== Segment start ==
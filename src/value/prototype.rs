use std::sync::RwLock;

use rustc_hash::FxHashMap;

use super::Value;
use crate::sync;

#[derive(Debug, Clone, PartialEq, Eq, thiserror::Error)]
pub enum PrototypeError {
    #[error("prototype of {0} is locked")]
    Locked(String),
    #[error("{0} is already implemented")]
    AlreadyImplemented(String),
}

#[derive(Debug, Clone)]
pub struct Member {
    pub value: Value,
    pub private: bool,
}

#[derive(Debug, Default)]
struct PrototypeState {
    members: FxHashMap<String, Member>,
    locked: bool,
    implemented: bool,
}

/// Keyed bag of user methods. Writes need an explicit `unlock` first.
#[derive(Debug)]
pub struct Prototype {
    owner: String,
    state: RwLock<PrototypeState>,
}

impl Prototype {
    /// Starts unlocked.
    pub fn new(owner: impl Into<String>) -> Self {
        Self {
            owner: owner.into(),
            state: RwLock::new(PrototypeState::default()),
        }
    }

    pub fn get(&self, name: &str) -> Option<Member> {
        sync::read(&self.state).members.get(name).cloned()
    }

    pub fn set(&self, name: &str, value: Value, private: bool) -> Result<(), PrototypeError> {
        let mut state = sync::write(&self.state);
        if state.locked {
            return Err(PrototypeError::Locked(self.owner.clone()));
        }
        state
            .members
            .insert(name.to_string(), Member { value, private });
        Ok(())
    }

    pub fn unlock(&self) {
        sync::write(&self.state).locked = false;
    }

    pub fn lock(&self) {
        sync::write(&self.state).locked = true;
    }

    pub fn is_implemented(&self) -> bool {
        sync::read(&self.state).implemented
    }

    /// Locks and marks the prototype implemented; a second call fails.
    pub fn implement(&self) -> Result<(), PrototypeError> {
        let mut state = sync::write(&self.state);
        if state.implemented {
            return Err(PrototypeError::AlreadyImplemented(self.owner.clone()));
        }
        state.implemented = true;
        state.locked = true;
        Ok(())
    }

    pub fn names(&self) -> Vec<String> {
        let mut names: Vec<String> = sync::read(&self.state).members.keys().cloned().collect();
        names.sort();
        names
    }

    /// Drops every member so closures referring back to the owner are released.
    pub fn clear(&self) {
        sync::write(&self.state).members.clear();
    }
}

#[cfg(test)]
mod test {
    use super::*;

    #[test]
    fn test_lifecycle() {
        let proto = Prototype::new("User");
        proto.set("name", Value::Int(1), false).unwrap();
        proto.implement().unwrap();

        assert_eq!(
            proto.set("other", Value::Nil, false),
            Err(PrototypeError::Locked("User".into()))
        );
        assert_eq!(
            proto.implement(),
            Err(PrototypeError::AlreadyImplemented("User".into()))
        );

        proto.unlock();
        proto.set("other", Value::Nil, true).unwrap();
        proto.lock();
        assert!(proto.get("other").is_some_and(|m| m.private));
        assert_eq!(proto.names(), vec!["name", "other"]);
    }
}
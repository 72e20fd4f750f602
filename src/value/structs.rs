use std::{
    any::Any,
    fmt::Debug,
    sync::{
        atomic::{AtomicU64, Ordering},
        Arc, Mutex, MutexGuard, RwLock, RwLockReadGuard, RwLockWriteGuard,
    },
};

use super::{prototype::Prototype, types::Type, Value};
use crate::sync;

static NEXT_STRUCT_ID: AtomicU64 = AtomicU64::new(1);

#[derive(Debug, Clone)]
pub struct StructField {
    pub name: String,
    pub ty: Type,
    pub private: bool,
}

#[derive(Debug)]
pub struct StructDefinition {
    pub id: u64,
    pub name: Arc<str>,
    pub fields: Vec<StructField>,
    pub prototype: Prototype,
}

impl StructDefinition {
    pub fn new(name: &str, fields: Vec<StructField>) -> Self {
        Self {
            id: NEXT_STRUCT_ID.fetch_add(1, Ordering::Relaxed),
            name: Arc::from(name),
            fields,
            prototype: Prototype::new(name),
        }
    }

    pub fn instance_type(&self) -> Type {
        Type::Struct {
            id: self.id,
            name: self.name.clone(),
        }
    }

    pub fn definition_type(&self) -> Type {
        Type::StructDef {
            id: self.id,
            name: self.name.clone(),
        }
    }

    pub fn field_index(&self, name: &str) -> Option<usize> {
        self.fields.iter().position(|field| field.name == name)
    }

    /// An instance with every field at its zero value.
    pub fn instantiate(self: &Arc<Self>) -> StructInstance {
        let values = self.fields.iter().map(|f| f.ty.default_value()).collect();
        StructInstance::new(self.clone(), values)
    }
}

pub struct StructInstance {
    pub definition: Arc<StructDefinition>,
    fields: RwLock<Vec<Value>>,
    bucket: Mutex<Option<Box<dyn Any + Send + Sync>>>,
}

impl StructInstance {
    pub fn new(definition: Arc<StructDefinition>, fields: Vec<Value>) -> Self {
        Self {
            definition,
            fields: RwLock::new(fields),
            bucket: Mutex::new(None),
        }
    }

    pub fn fields(&self) -> RwLockReadGuard<'_, Vec<Value>> {
        sync::read(&self.fields)
    }

    pub fn fields_mut(&self) -> RwLockWriteGuard<'_, Vec<Value>> {
        sync::write(&self.fields)
    }

    pub fn field(&self, name: &str) -> Option<Value> {
        let index = self.definition.field_index(name)?;
        self.fields().get(index).cloned()
    }

    /// Opaque slot for host state such as an open handle.
    pub fn bucket(&self) -> MutexGuard<'_, Option<Box<dyn Any + Send + Sync>>> {
        sync::lock(&self.bucket)
    }

    pub fn deep_clone(&self) -> Self {
        let values = self.fields().iter().map(Value::deep_clone).collect();
        Self::new(self.definition.clone(), values)
    }
}

impl Debug for StructInstance {
    fn fmt(&self, f: &mut std::fmt::Formatter<'_>) -> std::fmt::Result {
        f.debug_struct("StructInstance")
            .field("definition", &self.definition.name)
            .field("fields", &*self.fields())
            .finish_non_exhaustive()
    }
}

#[cfg(test)]
mod test {
    use super::*;

    #[test]
    fn test_instances_start_with_zero_values() {
        let definition = Arc::new(StructDefinition::new(
            "Point",
            vec![
                StructField {
                    name: "x".into(),
                    ty: Type::INT,
                    private: false,
                },
                StructField {
                    name: "label".into(),
                    ty: Type::STRING,
                    private: true,
                },
            ],
        ));
        let instance = definition.instantiate();
        assert_eq!(instance.field("x"), Some(Value::Int(0)));
        assert_eq!(instance.field("label"), Some(Value::string("")));
        assert_eq!(instance.field("missing"), None);

        *instance.bucket() = Some(Box::new(42u32));
        let stored = instance
            .bucket()
            .as_ref()
            .and_then(|b| b.downcast_ref::<u32>().copied());
        assert_eq!(stored, Some(42));
    }

    #[test]
    fn test_ids_are_unique() {
        let a = StructDefinition::new("A", vec![]);
        let b = StructDefinition::new("A", vec![]);
        assert_ne!(a.id, b.id);
        assert!(!a.instance_type().compare(&b.instance_type()));
    }
}
fn consume<'a>(
    context: &ParseContext,
    tokens: &'a [Token],
    token_type: TokenType,
) -> Result<&'a [Token], ParseErrorWithContext> {
    match peek_type(tokens) {
        Some(t) if t == &token_type => Ok(&tokens[1..]),
        _ => Err(context.error(ParseError::Expected(token_type), tokens)),
    }
}

fn match_identifier<'a>(
    context: &ParseContext,
    tokens: &'a [Token],
) -> Result<(String, &'a [Token]), ParseErrorWithContext> {
    match tokens.first() {
        Some(token) if token.token_type == TokenType::Identifier => {
            Ok((token.text.clone(), &tokens[1..]))
        }
        _ => Err(context.error(ParseError::ExpectedIdentifier, tokens)),
    }
}

fn match_string<'a>(
    context: &ParseContext,
    tokens: &'a [Token],
) -> Result<(String, &'a [Token]), ParseErrorWithContext> {
    match tokens.first() {
        Some(token) if token.token_type == TokenType::String => {
            Ok((unescape(token.string_body()), &tokens[1..]))
        }
        _ => Err(context.error(ParseError::Expected(TokenType::String), tokens)),
    }
}

#[cfg(test)]
mod test {
    use pretty_assertions::assert_eq;

    use super::*;
    use crate::{
        ast::{AtomKind, ExprItem, Literal, TypeNode},
        tokenizer::tokens,
    };

    fn parse(source: &str) -> Result<Program, ParseErrors> {
        program(
            &tokens(source, "test.nubo").unwrap(),
            &CancellationToken::new(),
        )
    }

    fn parse_ok(source: &str) -> Vec<StatementKind> {
        parse(source)
            .unwrap()
            .0
            .into_iter()
            .map(|s| s.kind)
            .collect()
    }

    #[test]
    fn test_variable_declarations() {
        let program = parse_ok("let x: int = 5\nconst y = \"a\"; let z");
        assert_eq!(program.len(), 3);
        let StatementKind::VariableDecl(x) = &program[0] else {
            panic!("expected declaration, got {:?}", program[0]);
        };
        assert!(!x.constant);
        assert_eq!(
            x.ty,
            Some(TypeNode::Named {
                name: "int".to_string(),
                nullable: false
            })
        );
        let StatementKind::VariableDecl(y) = &program[1] else {
            panic!("expected declaration");
        };
        assert!(y.constant);
        let StatementKind::VariableDecl(z) = &program[2] else {
            panic!("expected declaration");
        };
        assert_eq!(z.value, None);
    }

    #[test]
    fn test_inline_function_has_single_return() {
        let program = parse_ok("fn double(x: int) -> int => x * 2");
        let StatementKind::Function(function) = &program[0] else {
            panic!("expected function");
        };
        assert_eq!(function.body.len(), 1);
        assert!(matches!(function.body[0].kind, StatementKind::Return(Some(_))));
    }

    #[test]
    fn test_trailing_comma_in_arguments_is_rejected() {
        let err = parse("fn f(a, b,) {}").unwrap_err();
        assert!(matches!(err.0[0].error, ParseError::TrailingComma));
    }

    #[test]
    fn test_for_value_forms() {
        let program = parse_ok("for v in xs {}\nfor k, v in xs {}");
        let StatementKind::For(first) = &program[0] else {
            panic!("expected for");
        };
        assert_eq!(first.value.iterator, None);
        assert_eq!(first.value.value, "v");
        let StatementKind::For(second) = &program[1] else {
            panic!("expected for");
        };
        assert_eq!(second.value.iterator.as_deref(), Some("k"));
        assert_eq!(second.value.value, "v");
    }

    #[test]
    fn test_struct_bodies() {
        let program = parse_ok(
            "struct Empty {}\nstruct Point { x: int; y: int }\nstruct User {\n  name: string\n  private age: int\n}",
        );
        let fields: Vec<_> = program
            .iter()
            .map(|s| match s {
                StatementKind::Struct(decl) => decl.fields.len(),
                _ => panic!("expected struct"),
            })
            .collect();
        assert_eq!(fields, vec![0, 2, 2]);
        let StatementKind::Struct(user) = &program[2] else {
            panic!("expected struct");
        };
        assert!(user.fields[1].private);
    }

    #[test]
    fn test_private_init_is_rejected() {
        let err = parse("struct A {}\nimpl A {\n private fn init(self: A) {}\n}").unwrap_err();
        assert!(matches!(err.0[0].error, ParseError::PrivateInit));
    }

    #[test]
    fn test_if_else_chain() {
        let program = parse_ok("if a { return 1 }\nelse if b { return 2 } else { return 3 }");
        let StatementKind::If(statement) = &program[0] else {
            panic!("expected if");
        };
        let Some(ElseBranch::If(next)) = &statement.else_branch else {
            panic!("expected else if");
        };
        assert!(matches!(next.else_branch, Some(ElseBranch::Block(_))));
    }

    #[test]
    fn test_assignment_targets() {
        let program = parse_ok("xs[0] = 1\np.name = \"a\"\ncount++\nf(1)");
        assert!(matches!(&program[0], StatementKind::Assign { target, .. } if target.accessors.len() == 1));
        assert!(matches!(&program[1], StatementKind::Assign { target, .. } if target.root == "p"));
        assert!(matches!(&program[2], StatementKind::Increment(_)));
        assert!(matches!(&program[3], StatementKind::Expression(_)));
    }

    #[test]
    fn test_imports() {
        let program = parse_ok(
            "import math from \"@std/math\"\nimport { a, b: c } from \"./lib\"\nimport from \"./side\"",
        );
        assert!(matches!(&program[0], StatementKind::Import(Import { kind: ImportKind::Module(name), .. }) if name == "math"));
        assert!(
            matches!(&program[1], StatementKind::Import(Import { kind: ImportKind::Selected(names), path }) if names.len() == 2 && path == "./lib")
        );
        assert!(matches!(&program[2], StatementKind::Import(Import { kind: ImportKind::Run, .. })));
    }

    #[test]
    fn test_events() {
        let program = parse_ok("event tick(n: int)\nsub tick(v) { return v }\npub tick(7)");
        assert!(matches!(&program[0], StatementKind::Event(e) if e.args.len() == 1));
        assert!(matches!(&program[1], StatementKind::Subscribe(s) if s.args.len() == 1));
        assert!(matches!(&program[2], StatementKind::Publish(p) if p.args.len() == 1));
    }

    #[test]
    fn test_try_binds_name() {
        let program = parse_ok("try { let x = undefined_name } err");
        assert!(matches!(&program[0], StatementKind::Try { name, body } if name == "err" && body.len() == 1));
    }

    #[test]
    fn test_expression_is_flat() {
        let program = parse_ok("return 2 + 3 * 4");
        let StatementKind::Return(Some(expr)) = &program[0] else {
            panic!("expected return");
        };
        assert_eq!(expr.body.len(), 5);
        assert!(matches!(
            &expr.body[0],
            ExprItem::Atom(atom) if atom.kind == AtomKind::Literal(Literal::Int(2))
        ));
        assert_eq!(expr.to_string(), "2 + 3 * 4");
    }

    #[test]
    fn test_error_recovery_reports_every_statement() {
        let err = parse("let = 1\nlet x = 2\nconst = 3").unwrap_err();
        assert_eq!(err.0.len(), 2);
        assert!(err.to_string().contains("While parsing program > statement"));
    }

    #[test]
    fn test_cancelled_parse_returns_no_tree() {
        let cancel = CancellationToken::new();
        cancel.cancel();
        let err = program(&tokens("let x = 1", "test.nubo").unwrap(), &cancel).unwrap_err();
        assert!(err.is_cancelled());
    }
}
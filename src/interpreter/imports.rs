use std::path::PathBuf;

use crate::{
    ast::{Expression, Import, ImportKind},
    error::{Error, ExecutionError, ExecutionErrorKind, WithSpan},
    span::Span,
    sync,
    value::Value,
};

use super::{scope::Binding, ImportEntry, Interpreter};

impl Interpreter {
    pub(crate) fn import(&mut self, import: &Import, span: &Span) -> Result<(), ExecutionError> {
        let entry = if import.path.starts_with('@') {
            ImportEntry::Package(self.package(&import.path, span)?)
        } else {
            let path = self.resolve_path(&import.path, span)?;
            tracing::debug!(id = self.module.id, path = %path.display(), "interpreter.import.file");
            let module = self
                .engine
                .import_module(&path, &self.module.cancel)
                .map_err(|err| nested_error(err, span))?;
            self.module.add_dependent(module.clone());
            ImportEntry::Module(module)
        };

        match &import.kind {
            ImportKind::Module(alias) => {
                let mut imports = sync::write(&self.module.imports);
                if imports.contains_key(alias) {
                    return Err(ExecutionError::new(
                        ExecutionErrorKind::Import(format!("'{alias}' is already imported")),
                        span.clone(),
                    ));
                }
                imports.insert(alias.clone(), entry);
            }
            ImportKind::Selected(names) => {
                for (name, alias) in names {
                    let value = self.import_member(&entry, &import.path, name, span)?;
                    sync::write(&self.scope)
                        .declare(alias.as_deref().unwrap_or(name), Binding::constant(value))
                        .at(span)?;
                }
            }
            ImportKind::Run => {}
        }
        Ok(())
    }

    fn package(&self, path: &str, span: &Span) -> Result<Value, ExecutionError> {
        if let Some(name) = path.strip_prefix("@std/") {
            if !self.engine.config().runtime.std.allows(name) {
                return Err(ExecutionError::new(
                    ExecutionErrorKind::Import(format!("package '{path}' is not allowed")),
                    span.clone(),
                ));
            }
        }
        self.engine
            .package(path)
            .ok_or_else(|| ExecutionErrorKind::Import(format!("unknown package '{path}'")))
            .at(span)
    }

    /// Applies configured prefixes, falls back to the module's directory
    /// and defaults the extension to `.nubo`.
    fn resolve_path(&self, raw: &str, span: &Span) -> Result<PathBuf, ExecutionError> {
        let config = self.engine.config();
        let mut prefixes: Vec<_> = config.runtime.interpreter.import.prefix.iter().collect();
        prefixes.sort_by_key(|(prefix, _)| std::cmp::Reverse(prefix.len()));

        let working_dir = self.engine.working_dir().display().to_string();
        let mut path = prefixes
            .into_iter()
            .find_map(|(prefix, target)| {
                let rest = raw.strip_prefix(prefix.as_str())?;
                let base = target.replace("{current_dir}", &working_dir);
                Some(PathBuf::from(base).join(rest.trim_start_matches('/')))
            })
            .unwrap_or_else(|| self.module.dir.join(raw));
        if path.extension().is_none() {
            path.set_extension("nubo");
        }

        path.canonicalize()
            .map_err(|err| ExecutionErrorKind::Import(format!("cannot import '{raw}': {err}")))
            .at(span)
    }

    /// Runs another file in a fresh module and yields its return value.
    pub(crate) fn include(&mut self, target: &Expression, span: &Span) -> Result<Option<Value>, ExecutionError> {
        let raw = match self.evaluate(target)? {
            Value::String(raw) => raw,
            other => {
                return Err(ExecutionError::new(
                    ExecutionErrorKind::TypeMismatch(format!(
                        "include expects a string path, got {}",
                        other.type_of()
                    )),
                    target.span.clone(),
                ))
            }
        };
        let path = self.resolve_path(&raw, span)?;
        tracing::debug!(id = self.module.id, path = %path.display(), "interpreter.include");
        let (module, value) = self
            .engine
            .include_file(&path, &self.module.cancel)
            .map_err(|err| nested_error(err, span))?;
        self.module.add_dependent(module);
        Ok(value)
    }
}

/// Keeps the failing file's own locator and records the import site.
fn nested_error(err: Error, span: &Span) -> ExecutionError {
    match err {
        Error::Execution(err) => err.with_trace(span),
        Error::Tokenize(err) => {
            let at = err.span().clone();
            ExecutionError::new(ExecutionErrorKind::Syntax(err.to_string()), at).with_trace(span)
        }
        Error::Parse(errors) if errors.is_cancelled() => {
            ExecutionError::new(ExecutionErrorKind::Cancelled, span.clone())
        }
        Error::Parse(errors) => {
            let at = errors
                .first()
                .and_then(|first| first.span())
                .cloned()
                .unwrap_or_else(|| span.clone());
            ExecutionError::new(ExecutionErrorKind::Syntax(errors.to_string()), at).with_trace(span)
        }
        other => ExecutionError::new(ExecutionErrorKind::Import(other.to_string()), span.clone()),
    }
}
== Segment end ==
» **What the exercise asks**
Filter the preceding entries down to the lines with "CancellationToken".

» **Your solution**
            &CancellationToken::new(),
        let cancel = CancellationToken::new();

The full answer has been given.